=== Exercise ===
Records follow. Pull out every line that contains "into".

##### Supplied records

use serde::{Deserialize, Serialize};

mod common;
pub(crate) mod circle;
pub(crate) mod rectangle;
pub(crate) mod square;

pub use circle::Circle;
pub use common::{MIN_SCALE_SIZE, SCALE_DOWN_FACTOR, SCALE_UP_FACTOR};
pub use rectangle::Rectangle;
pub use square::Square;

use crate::color::ShapeColor;
use crate::error::{ShapeError, ShapeResult};
use crate::geometry::{BoundingBox, Bounded, Point};
use crate::id_generator::ShapeId;
use crate::renderer::Canvas;

/// Common trait that all scene shapes implement.
///
/// Intersection comes from [`Bounded`] and compares bounding boxes only.
pub trait Shape: Bounded {
    /// Get the unique identifier for this shape
    fn id(&self) -> ShapeId;

    /// Keyword that starts this shape's record line
    fn keyword(&self) -> &'static str;

    /// Center for circles, top-left corner for squares and rectangles
    fn anchor(&self) -> Point;

    fn color(&self) -> ShapeColor;

    /// Exact hit test against the visual footprint
    fn contains(&self, point: Point) -> bool;

    /// Relocate the shape, recomputing its bounding box
    fn set_anchor(&mut self, anchor: Point);

    /// Translate the shape by the given delta
    fn translate(&mut self, dx: i32, dy: i32) {
        let anchor = self.anchor().offset(dx, dy);
        self.set_anchor(anchor);
    }

    /// Grow by [`SCALE_UP_FACTOR`]
    fn scale_up(&mut self);

    /// Shrink by [`SCALE_DOWN_FACTOR`] unless that would cross the
    /// [`MIN_SCALE_SIZE`] floor. Returns whether the shape changed.
    fn scale_down(&mut self) -> bool;

    fn is_selected(&self) -> bool;

    fn set_selected(&mut self, selected: bool);

    /// Render to one line of the scene file format
    fn to_record(&self) -> String;

    /// Paint filled geometry, darker when selected
    fn draw(&self, canvas: &mut dyn Canvas);
}

/// Enumeration of all shape types in a scene
#[derive(Debug, Clone, PartialEq, Eq)]
pub enum ShapeType {
    Square(Square),
    Circle(Circle),
    Rectangle(Rectangle),
}

impl ShapeType {
    pub fn kind(&self) -> ShapeKind {
        match self {
            ShapeType::Square(_) => ShapeKind::Square,
            ShapeType::Circle(_) => ShapeKind::Circle,
            ShapeType::Rectangle(_) => ShapeKind::Rectangle,
        }
    }

    fn as_shape(&self) -> &dyn Shape {
        match self {
            ShapeType::Square(s) => s,
            ShapeType::Circle(c) => c,
            ShapeType::Rectangle(r) => r,
        }
    }

    fn as_shape_mut(&mut self) -> &mut dyn Shape {
        match self {
            ShapeType::Square(s) => s,
            ShapeType::Circle(c) => c,
            ShapeType::Rectangle(r) => r,
        }
    }
}

impl Bounded for ShapeType {
    fn bounding_box(&self) -> BoundingBox {
        self.as_shape().bounding_box()
    }
}

impl Shape for ShapeType {
    fn id(&self) -> ShapeId {
        self.as_shape().id()
    }

    fn keyword(&self) -> &'static str {
        self.as_shape().keyword()
    }

    fn anchor(&self) -> Point {
        self.as_shape().anchor()
    }

    fn color(&self) -> ShapeColor {
        self.as_shape().color()
    }

    fn contains(&self, point: Point) -> bool {
        self.as_shape().contains(point)
    }

    fn set_anchor(&mut self, anchor: Point) {
        self.as_shape_mut().set_anchor(anchor);
    }

    fn scale_up(&mut self) {
        self.as_shape_mut().scale_up();
    }

    fn scale_down(&mut self) -> bool {
        self.as_shape_mut().scale_down()
    }

    fn is_selected(&self) -> bool {
        self.as_shape().is_selected()
    }

    fn set_selected(&mut self, selected: bool) {
        self.as_shape_mut().set_selected(selected);
    }

    fn to_record(&self) -> String {
        self.as_shape().to_record()
    }

    fn draw(&self, canvas: &mut dyn Canvas) {
        self.as_shape().draw(canvas);
    }
}

impl From<Square> for ShapeType {
    fn from(square: Square) -> Self {
        ShapeType::Square(square)
    }
}

impl From<Circle> for ShapeType {
    fn from(circle: Circle) -> Self {
        ShapeType::Circle(circle)
    }
}

impl From<Rectangle> for ShapeType {
    fn from(rectangle: Rectangle) -> Self {
        ShapeType::Rectangle(rectangle)
    }
}

/// The kind of shape to create, without geometry
#[derive(Debug, Clone, Copy, PartialEq, Eq, Hash, Default, Serialize, Deserialize)]
pub enum ShapeKind {
    #[default]
    Square,
    Circle,
    Rectangle,
}

impl ShapeKind {
    pub const ALL: [ShapeKind; 3] = [ShapeKind::Square, ShapeKind::Circle, ShapeKind::Rectangle];

    pub fn label(self) -> &'static str {
        match self {
            ShapeKind::Square => "Square",
            ShapeKind::Circle => "Circle",
            ShapeKind::Rectangle => "Rectangle",
        }
    }
}

/// Collects the fields needed for a shape created from a click.
///
/// The color and the point are both required; `build` reports the missing
/// one as [`ShapeError::InvalidArgument`].
#[derive(Debug, Clone)]
pub struct ShapeBuilder {
    kind: ShapeKind,
    color: Option<ShapeColor>,
    center: Option<Point>,
    width: i32,
    height: i32,
}

impl ShapeBuilder {
    /// Starts with the default sizes used for click-created shapes
    pub fn new(kind: ShapeKind) -> Self {
        let (width, height) = match kind {
            ShapeKind::Square | ShapeKind::Circle => (100, 100),
            ShapeKind::Rectangle => (100, 200),
        };
        Self {
            kind,
            color: None,
            center: None,
            width,
            height,
        }
    }

    pub fn color(mut self, color: ShapeColor) -> Self {
        self.color = Some(color);
        self
    }

    /// The clicked point; the shape is centered on it
    pub fn center(mut self, center: Point) -> Self {
        self.center = Some(center);
        self
    }

    /// Square size or circle diameter
    pub fn size(mut self, size: i32) -> Self {
        self.width = size;
        self.height = size;
        self
    }

    pub fn dimensions(mut self, width: i32, height: i32) -> Self {
        self.width = width;
        self.height = height;
        self
    }

    pub fn build(self) -> ShapeResult<ShapeType> {
        let color = self
            .color
            .ok_or_else(|| ShapeError::InvalidArgument("shape color is required".to_owned()))?;
        let center = self
            .center
            .ok_or_else(|| ShapeError::InvalidArgument("shape point is required".to_owned()))?;

        let shape = match self.kind {
            ShapeKind::Square => Square::centered_at(color, center, self.width)?.into(),
            ShapeKind::Circle => Circle::new(color, center, self.width)?.into(),
            ShapeKind::Rectangle => {
                Rectangle::centered_at(color, center, self.width, self.height)?.into()
            }
        };
        Ok(shape)
    }
}

/// Factory functions for creating shapes from their stored anchor
pub mod factory {
    use super::*;

    pub fn create_square(color: ShapeColor, anchor: Point, size: i32) -> ShapeResult<ShapeType> {
        Ok(Square::new(color, anchor, size)?.into())
    }

    pub fn create_circle(
        color: ShapeColor,
        center: Point,
        diameter: i32,
    ) -> ShapeResult<ShapeType> {
        Ok(Circle::new(color, center, diameter)?.into())
    }

    pub fn create_rectangle(
        color: ShapeColor,
        anchor: Point,
        width: i32,
        height: i32,
    ) -> ShapeResult<ShapeType> {
        Ok(Rectangle::new(color, anchor, width, height)?.into())
    }
}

##########

=== Task answer ===
            ShapeKind::Square => Square::centered_at(color, center, self.width)?.into(),
            ShapeKind::Circle => Circle::new(color, center, self.width)?.into(),
                Rectangle::centered_at(color, center, self.width, self.height)?.into()
        Ok(Square::new(color, anchor, size)?.into())
        Ok(Circle::new(color, center, diameter)?.into())
        Ok(Rectangle::new(color, anchor, width, height)?.into())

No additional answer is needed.